Jacked (Trent Brothers #1)(65)
“I’m sorry for your loss,” he said as passively as possible, adding the sympathetic smile they taught us to use when delivering such news. It felt as though a sledgehammer hit me in the chest. A bit of anger welled at his spurious sympathy.
Sorry? You’re sorry? No, you’re not! You’re only saying that because you have to, you liar!
“Oh Erin.” My mom reached for me, pulling me out of my momentary swirl and into her arms, back into reality.
Oh God, is this the way other families feel when I tell them that their loved one has died?
She crammed her nose near my neck and I felt her body shake with each sob, finding my own lifeline and renewed sense of strength and purpose in this tragedy. “I’m so sorry, Mom. So sorry. You’ll be okay. Shhh. It’s okay.”
Father Connolly, the elderly Catholic priest who baptized every one of us, interrupted with his condolences.
I’d heard the familiar Bible passage he had read recited hundreds of times before inside this hospital, but tonight, surrounded by the people I love the most in the world, the psalm had torn through me like a knife through tissue paper.
I held my sobbing mother while my father’s arms encircled us both, and let the pain and tears have at me.
I’D NEVER LOST a family member before, well, not counting my grandpa on my dad’s side, but he had passed when I was young. The sorrow from losing someone you love was like a vortex of utter agony, pulling on my body so hard that it was difficult to walk back to the ER. My legs felt heavy, weighed down from the onslaught of emotional upheaval.
How would my cousins go on? Both of their parents—gone—just like that. No fair warning. No red flags. No months of mental preparation during a long-term illness. Thoughts of the day when my parents would depart this earth welled on top of the suffocating overload, making me miss them and fear the inevitable all at the same time.
I trudged past an exam room where a trauma team was tending to a patient. Fluids, chest compressions, orders being called out. Machines slowly beeped and hissed, while scrub-clad bodies rushed around me. The dread was turning into numbness. I felt internally abandoned.
I have to get out of here. I have to cancel meeting Tommy. Why can’t I stop crying?
“Erin,” the disembodied voice called out but it sounded muffled, distant, as though a figment of a possible delusion.
I was startled by the realization that there was a person blocking my way. My thoughts had to reroute themselves to realize that it was a woman, then they took a few extra beats to remember why this particular human with blonde hair irritated me so much. “I want you to know Randy and I are seeing each other now. I’m being up front with you so you don’t cause problems for us.”
“By the look of you, I guess you’ve heard,” Mandy said.
Confusion rippled. Was she upset that she wasn’t the first one to tell me that my uncle had just died?
“I figured you’d be disappointed but I didn’t think you’d be this much of an emotional mess. God, look at you. You know things like this aren’t within Randy’s control. You can’t blame him for what the board decides. I just hope you don’t make things, well, difficult for him.”
I felt dizzy, confused, caught in a cacophony of machine tones, alternating chimes, and a high-pitched ringing in both of my ears. “Wait. What?”

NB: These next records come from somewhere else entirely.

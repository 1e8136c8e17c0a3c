//! Closed option sets that travel as human-readable labels.

/// Declare an enum whose variants serialize, display and parse as fixed
/// labels (e.g. `"Deep Cleaning"`, `"In Progress"`).
///
/// The generated type gets `ALL` (declaration order), `label()`, `Display`,
/// serde support through the labels, and a `FromStr` that trims surrounding
/// whitespace and then requires an exact label match. Unknown input is mapped
/// to an error by the supplied constructor.
///
/// The calling crate must depend on `serde`.
#[macro_export]
macro_rules! labelled_enum {
    (
        $(#[$meta:meta])*
        pub enum $name:ident : $err:ty = $unknown:expr ;
        {
            $($variant:ident => $label:literal),+ $(,)?
        }
    ) => {
        $(#[$meta])*
        #[derive(
            Debug, Copy, Clone, PartialEq, Eq, Hash, PartialOrd, Ord,
            ::serde::Serialize, ::serde::Deserialize,
        )]
        pub enum $name {
            $(
                #[serde(rename = $label)]
                $variant,
            )+
        }

        impl $name {
            /// Every option, in declaration order.
            pub const ALL: &'static [$name] = &[$($name::$variant),+];

            pub fn label(self) -> &'static str {
                match self {
                    $($name::$variant => $label,)+
                }
            }
        }

        impl ::core::fmt::Display for $name {
            fn fmt(&self, f: &mut ::core::fmt::Formatter<'_>) -> ::core::fmt::Result {
                f.write_str(self.label())
            }
        }

        impl ::core::str::FromStr for $name {
            type Err = $err;

            fn from_str(s: &str) -> Result<Self, Self::Err> {
                let wanted = s.trim();
                $name::ALL
                    .iter()
                    .copied()
                    .find(|v| v.label() == wanted)
                    .ok_or_else(|| ($unknown)(s.to_string()))
            }
        }
    };
}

Mandy gapped at me as if I were stupid. For a moment, I was; at least I was oblivious to the point she was trying to make. Raw instinct was telling me to ignore her bullshit and just punch her. I’d dreamt about hitting her numerous times, even plotted when and how so I could get away with it, but no matter how many times I’d entertained the thoughts I just wasn’t the violent type.
“The fellowship?” she tossed back.
I wiped a tear from my face. Damn she was annoying. “What fellowship?”
Mandy rolled her eyes. “You know. The one that you and Randy have been fighting over? I presume that’s why you’re crying. You’ve probably heard that Doctor Lawson told Randy that the fellowship is his. I hope you’ll be an adult about this. He’s worked just as hard for it, Erin. You know he has.”
The meaning of her words hit me like a wrecking ball. “My fellowship?” The fellowship I’ve worked my entire career for? The singular goal I’ve had in my sights since I was sixteen years old?
Mandy narrowed her beady little brown eyes on me. “It’s not your fellowship. Not anymore. Just…,” she huffed. “Look, I don’t expect you to be pleasant. Just please try not to be a total bitch to him. That’s all I ask, okay?” Her lips twisted. She pointed at my eye. “You may want to put some ice on that. It looks pretty nasty.”
I felt gut-punched. Gutted to the core. Unable to breathe. Unable to think. My vision distorted.
As I watched her shadow walk away, everything I’ve ever wanted, including my sanity and direction in life, left with her.
I grabbed for the wall, for something, scraping my nails on the wood trim.
“Doctor Novak!” a nurse called out as she jogged toward me, passing the retreating soul-stealer. Blue smears blurred into the medicinal white walls. Florescent lights streaked through the images, casting an eerie shadow over everything.
Gone. Everything. He’s gone. It’s gone. Everything—Gone. Oh, God.